::: SOURCE MATERIAL

//! Interval map of image subresource layouts.
//!
//! Subresources are linearized layer-major: `index = layer * mip_count + mip`.
//! A range covering every mip of consecutive layers is one contiguous run in
//! this space, so whole-image and whole-layer operations stay a single
//! interval regardless of the layer count.

use std::collections::BTreeMap;
use std::ops::Range;

use crate::types::ImageLayout;

/// Sparse map from linear subresource index to layout.
///
/// Always covers `0..len` with no gaps and no overlaps. Neighbouring intervals
/// never share a layout.
#[derive(Debug, Clone, PartialEq, Eq)]
pub struct LayoutMap {
    len: u32,
    /// start -> (end, layout)
    intervals: BTreeMap<u32, (u32, ImageLayout)>,
}

impl LayoutMap {
    /// A map of `len` subresources, all in `initial`.
    pub fn new(len: u32, initial: ImageLayout) -> Self {
        let mut intervals = BTreeMap::new();
        if len > 0 {
            intervals.insert(0, (len, initial));
        }
        Self { len, intervals }
    }

    /// Number of subresources covered.
    pub fn len(&self) -> u32 {
        self.len
    }

    pub fn is_empty(&self) -> bool {
        self.len == 0
    }

    /// Number of intervals.
    pub fn interval_count(&self) -> usize {
        self.intervals.len()
    }

    /// All intervals in index order.
    pub fn intervals(&self) -> impl Iterator<Item = (Range<u32>, ImageLayout)> + '_ {
        self.intervals
            .iter()
            .map(|(&start, &(end, layout))| (start..end, layout))
    }

    /// The intervals overlapping `range`, clipped to it, in index order.
    pub fn query(&self, range: Range<u32>) -> Vec<(Range<u32>, ImageLayout)> {
        let range = range.start..range.end.min(self.len);
        if range.is_empty() {
            return Vec::new();
        }

        let first = self
            .intervals
            .range(..=range.start)
            .next_back()
            .map_or(range.start, |(&start, _)| start);

        self.intervals
            .range(first..range.end)
            .filter_map(|(&start, &(end, layout))| {
                let clipped = start.max(range.start)..end.min(range.end);
                (!clipped.is_empty()).then_some((clipped, layout))
            })
            .collect()
    }

    /// The layout at a single index.
    pub fn get(&self, index: u32) -> Option<ImageLayout> {
        self.intervals
            .range(..=index)
            .next_back()
            .filter(|(_, (end, _))| index < *end)
            .map(|(_, &(_, layout))| layout)
    }

    /// Set every index in `range` to `layout`, merging with equal neighbours.
    pub fn assign(&mut self, range: Range<u32>, layout: ImageLayout) {
        let range = range.start..range.end.min(self.len);
        if range.is_empty() {
            return;
        }

        self.split_at(range.start);
        self.split_at(range.end);

        let covered: Vec<u32> = self.intervals.range(range.clone()).map(|(&s, _)| s).collect();
        for start in covered {
            self.intervals.remove(&start);
        }

        let mut start = range.start;
        let mut end = range.end;

        let previous = self
            .intervals
            .range(..start)
            .next_back()
            .map(|(&s, &(e, l))| (s, e, l));
        if let Some((prev_start, prev_end, prev_layout)) = previous {
            if prev_end == start && prev_layout == layout {
                self.intervals.remove(&prev_start);
                start = prev_start;
            }
        }

        if let Some(&(next_end, next_layout)) = self.intervals.get(&end) {
            if next_layout == layout {
                self.intervals.remove(&end);
                end = next_end;
            }
        }

        self.intervals.insert(start, (end, layout));
    }

    /// Split the interval containing `index` so that one starts exactly there.
    fn split_at(&mut self, index: u32) {
        let containing = self
            .intervals
            .range(..index)
            .next_back()
            .map(|(&s, &(e, l))| (s, e, l));
        if let Some((start, end, layout)) = containing {
            if index < end {
                self.intervals.insert(start, (index, layout));
                self.intervals.insert(index, (end, layout));
            }
        }
    }

    /// Verify full coverage, no overlap and maximal intervals.
    pub fn check_invariants(&self) -> Result<(), String> {
        let mut expected_start = 0;
        let mut previous_layout = None;
        for (&start, &(end, layout)) in &self.intervals {
            if start != expected_start {
                return Err(format!("interval starts at {start}, expected {expected_start}"));
            }
            if end <= start {
                return Err(format!("empty interval {start}..{end}"));
            }
            if previous_layout == Some(layout) {
                return Err(format!("interval at {start} repeats {layout:?}"));
            }
            expected_start = end;
            previous_layout = Some(layout);
        }
        if expected_start != self.len {
            return Err(format!("map covers 0..{expected_start} of 0..{}", self.len));
        }
        Ok(())
    }
}

#[cfg(test)]
mod tests {
    use super::*;

    #[test]
    fn test_new_map_is_single_interval() {
        let map = LayoutMap::new(24, ImageLayout::Undefined);
        assert_eq!(map.interval_count(), 1);
        assert_eq!(map.query(3..7), vec![(3..7, ImageLayout::Undefined)]);
        map.check_invariants().unwrap();
    }

    #[test]
    fn test_assign_splits() {
        let mut map = LayoutMap::new(10, ImageLayout::Undefined);
        map.assign(3..6, ImageLayout::TransferDst);

        let intervals: Vec<_> = map.intervals().collect();
        assert_eq!(
            intervals,
            vec![
                (0..3, ImageLayout::Undefined),
                (3..6, ImageLayout::TransferDst),
                (6..10, ImageLayout::Undefined),
            ]
        );
        map.check_invariants().unwrap();
    }

    #[test]
    fn test_assign_merges_neighbours() {
        let mut map = LayoutMap::new(10, ImageLayout::Undefined);
        map.assign(0..3, ImageLayout::ShaderReadOnly);
        map.assign(6..10, ImageLayout::ShaderReadOnly);
        map.assign(3..6, ImageLayout::ShaderReadOnly);
        assert_eq!(map.interval_count(), 1);
        assert_eq!(map.get(9), Some(ImageLayout::ShaderReadOnly));
        map.check_invariants().unwrap();
    }

    #[test]
    fn test_query_clips_to_range() {
        let mut map = LayoutMap::new(8, ImageLayout::Undefined);
        map.assign(2..5, ImageLayout::General);
        assert_eq!(
            map.query(4..7),
            vec![(4..5, ImageLayout::General), (5..7, ImageLayout::Undefined)]
        );
        assert!(map.query(8..12).is_empty());
    }

    #[test]
    fn test_assign_over_many_intervals() {
        let mut map = LayoutMap::new(12, ImageLayout::Undefined);
        for i in (0..12).step_by(2) {
            map.assign(i..i + 1, ImageLayout::TransferSrc);
        }
        assert_eq!(map.interval_count(), 12);

        map.assign(1..11, ImageLayout::ColorAttachment);
        let intervals: Vec<_> = map.intervals().collect();
        assert_eq!(
            intervals,
            vec![
                (0..1, ImageLayout::TransferSrc),
                (1..11, ImageLayout::ColorAttachment),
                (11..12, ImageLayout::Undefined),
            ]
        );
        map.check_invariants().unwrap();
    }

    #[test]
    fn test_get_out_of_range() {
        let map = LayoutMap::new(4, ImageLayout::Undefined);
        assert_eq!(map.get(4), None);
    }
}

::::::

**WHAT YOU WILL DO**
Show the lines of the records above that mention "TransferSrc".

**WRITTEN RESPONSE**
            map.assign(i..i + 1, ImageLayout::TransferSrc);
                (0..1, ImageLayout::TransferSrc),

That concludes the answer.